The aroma of hickory greets you like an old friend when you come in the door at Bones' Smokehouse in East Brainerd, and it's not just the usual pork fare permeating your senses.
Beef, chicken, turkey and shrimp are on the menu at the smokehouse just outside the business area of East Brainerd, about four miles east of Interstate 75.
Our party of three was greeted and seated as soon as we entered on a weekday evening. There were three other parties already seated when we arrived, and another handful of tables filled while we were there.

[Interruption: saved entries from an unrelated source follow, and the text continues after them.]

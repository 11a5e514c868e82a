use criterion::{BenchmarkId, Criterion, Throughput, black_box, criterion_group, criterion_main};

use chrono::Utc;
use salesguard_discounts::{
    AddRule, CreatePolicy, DiscountPolicy, DiscountResolver, InMemoryRuleRepository, PolicyCommand, PolicyId,
    RuleId, RuleRepository, RuleSpec,
};
use salesguard_events::execute;
use salesguard_parties::{ClientTypeId, Customer, PartyId};
use salesguard_products::{CategoryId, Product, ProductId, ProductKind, TemplateId};
use std::sync::Arc;

struct Setup {
    resolver: DiscountResolver<Arc<InMemoryRuleRepository>>,
    customer: Customer,
    product: Product,
}

/// `rule_count` rules spread over 10 policies, mixing every axis shape.
fn setup(rule_count: usize) -> Setup {
    let client_types: Vec<ClientTypeId> = (0..4).map(|_| ClientTypeId::new()).collect();
    let categories: Vec<CategoryId> = (0..8).map(|_| CategoryId::new()).collect();
    let products: Vec<ProductId> = (0..32).map(|_| ProductId::new()).collect();

    let repo = Arc::new(InMemoryRuleRepository::new());
    let per_policy = rule_count.div_ceil(10).max(1);
    let mut added = 0usize;
    while added < rule_count {
        let policy_id = PolicyId::new();
        let mut policy = DiscountPolicy::empty(policy_id);
        execute(
            &mut policy,
            &PolicyCommand::CreatePolicy(CreatePolicy {
                policy_id,
                name: format!("policy-{added}"),
                active: true,
                occurred_at: Utc::now(),
            }),
        )
        .unwrap();

        for _ in 0..per_policy.min(rule_count - added) {
            let mut spec = RuleSpec::new((added % 50) as f64).min_quantity((added % 20) as f64);
            if added.is_multiple_of(2) {
                spec = spec.for_client_type(client_types[added % client_types.len()]);
            }
            if added.is_multiple_of(3) {
                spec = spec.for_product(products[added % products.len()]);
            }
            if added.is_multiple_of(5) {
                spec = spec.for_category(categories[added % categories.len()]);
            }
            execute(
                &mut policy,
                &PolicyCommand::AddRule(AddRule {
                    policy_id,
                    rule_id: RuleId::new(),
                    spec,
                    occurred_at: Utc::now(),
                }),
            )
            .unwrap();
            added += 1;
        }
        repo.save(policy).unwrap();
    }

    let customer = Customer::new(PartyId::new(), "Bench").unwrap().with_client_type(client_types[0]);
    let product = Product::new(products[0], TemplateId::new(), "Bench item", categories[0], ProductKind::Stockable).unwrap();
    Setup {
        resolver: DiscountResolver::new(repo),
        customer,
        product,
    }
}

fn bench_best_discount(c: &mut Criterion) {
    let mut group = c.benchmark_group("best_discount");
    group.throughput(Throughput::Elements(1));

    for rule_count in [100usize, 1_000, 10_000] {
        let s = setup(rule_count);
        group.bench_with_input(BenchmarkId::from_parameter(rule_count), &s, |b, s| {
            b.iter(|| {
                black_box(s.resolver.best_discount(
                    Some(black_box(&s.customer)),
                    Some(black_box(&s.product)),
                    black_box(12.0),
                ))
            });
        });
    }

    group.finish();
}

criterion_group!(benches, bench_best_discount);
criterion_main!(benches);
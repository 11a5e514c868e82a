//! Strongly-typed identifiers used across the domain.
//!
//! Every record kind gets its own UUID newtype so a product id can never be
//! passed where a category id is expected. Use [`uuid_id!`](crate::uuid_id)
//! to declare one.

/// Declare a UUID-backed identifier newtype.
///
/// The calling crate must depend on `serde` (the derive is emitted there).
#[macro_export]
macro_rules! uuid_id {
    ($(#[$meta:meta])* $t:ident, $name:literal) => {
        $(#[$meta])*
        #[derive(
            Debug, Copy, Clone, PartialEq, Eq, PartialOrd, Ord, Hash,
            ::serde::Serialize, ::serde::Deserialize,
        )]
        #[serde(transparent)]
        pub struct $t($crate::Uuid);

        impl $t {
            /// Create a new identifier.
            ///
            /// Uses UUIDv7 (time-ordered), so ids created later sort later.
            pub fn new() -> Self {
                Self($crate::Uuid::now_v7())
            }

            pub fn from_uuid(uuid: $crate::Uuid) -> Self {
                Self(uuid)
            }

            pub fn as_uuid(&self) -> &$crate::Uuid {
                &self.0
            }
        }

        impl Default for $t {
            fn default() -> Self {
                Self::new()
            }
        }

        impl core::fmt::Display for $t {
            fn fmt(&self, f: &mut core::fmt::Formatter<'_>) -> core::fmt::Result {
                core::fmt::Display::fmt(&self.0, f)
            }
        }

        impl From<$crate::Uuid> for $t {
            fn from(value: $crate::Uuid) -> Self {
                Self(value)
            }
        }

        impl From<$t> for $crate::Uuid {
            fn from(value: $t) -> Self {
                value.0
            }
        }

        impl core::str::FromStr for $t {
            type Err = $crate::DomainError;

            fn from_str(s: &str) -> Result<Self, Self::Err> {
                let uuid = <$crate::Uuid as core::str::FromStr>::from_str(s)
                    .map_err(|e| $crate::DomainError::invalid_id(format!("{}: {}", $name, e)))?;
                Ok(Self(uuid))
            }
        }
    };
}

uuid_id!(
    /// Identifier of a user (the actor performing an operation).
    UserId,
    "UserId"
);

#[cfg(test)]
mod tests {
    use super::*;
    use core::str::FromStr;

    #[test]
    fn parse_round_trips_through_display() {
        let id = UserId::new();
        let parsed = UserId::from_str(&id.to_string()).unwrap();
        assert_eq!(id, parsed);
    }

    #[test]
    fn parse_failure_names_the_identifier_kind() {
        let err = UserId::from_str("not-a-uuid").unwrap_err();
        match err {
            crate::DomainError::InvalidId(msg) => assert!(msg.starts_with("UserId")),
            other => panic!("expected InvalidId, got {other:?}"),
        }
    }

    #[test]
    fn serializes_as_bare_uuid_string() {
        let id = UserId::new();
        let json = serde_json::to_string(&id).unwrap();
        assert_eq!(json, format!("\"{id}\""));
    }
}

There are plenty of affordable dishes, most under $10. A platter with a full rack of ribs is a reasonable $15.99, and a half rack is $10.99.
The other platters available are combinations of pork, sliced beef, chicken and shrimp ranging from $7.49 for smoked chicken to $10.95 for barbecue shrimp.
Barbecue sandwiches made of smoked pork, beef brisket, turkey and chicken ($3.99 for regular, $4.99 for large, except the brisket, which is $4.29 and $5.29, respectively) are listed with some nonbarbecue options of hamburgers, chicken salad and hot dogs.
I heard other customers exclaim about the chicken potpie and some of the desserts, such as the banana pudding, but I'll have to sample those on my next visit. I didn't get to try any of the stuffed potatoes, though I saw some nearly the size of footballs pass by our table.
Bones' Smokehouse has a variety of appetizers ranging from $2.49 for stew or smokehouse chili by the cup to $6.49 for fully dressed potato skins with pulled pork, chicken or chili added and up to $10.99 for 20 chicken wings to share with everyone at the table.
IF YOU GO
Where: Bones' Smokehouse, 9012 East Brainerd Road (about four miles from East Brainerd Road exit off I-75).
Hours: 11 a.m.-9 p.m. Monday-Thursday, 11 a.m.-10 p.m. Friday-Saturday.
Price range: $3.99 (regular pulled pork, chicken or turkey sandwich)-$15.99 (full-slab rib platter).
For appetizers, we had fried pickles ($3.99), a cup of Brunswick stew ($2.49) and a cup of chili ($2.49). The fried pickles -- thick breaded chips, not spears -- were delicious and served with a mild horseradish sauce. The Brunswick stew was deliciously balanced, meaty, full of vegetables and richly seasoned. The smokehouse chili was more soup-like. With chunky vegetables and thick sauce, it was hearty and good-tasting but not quite as hot as I like chili.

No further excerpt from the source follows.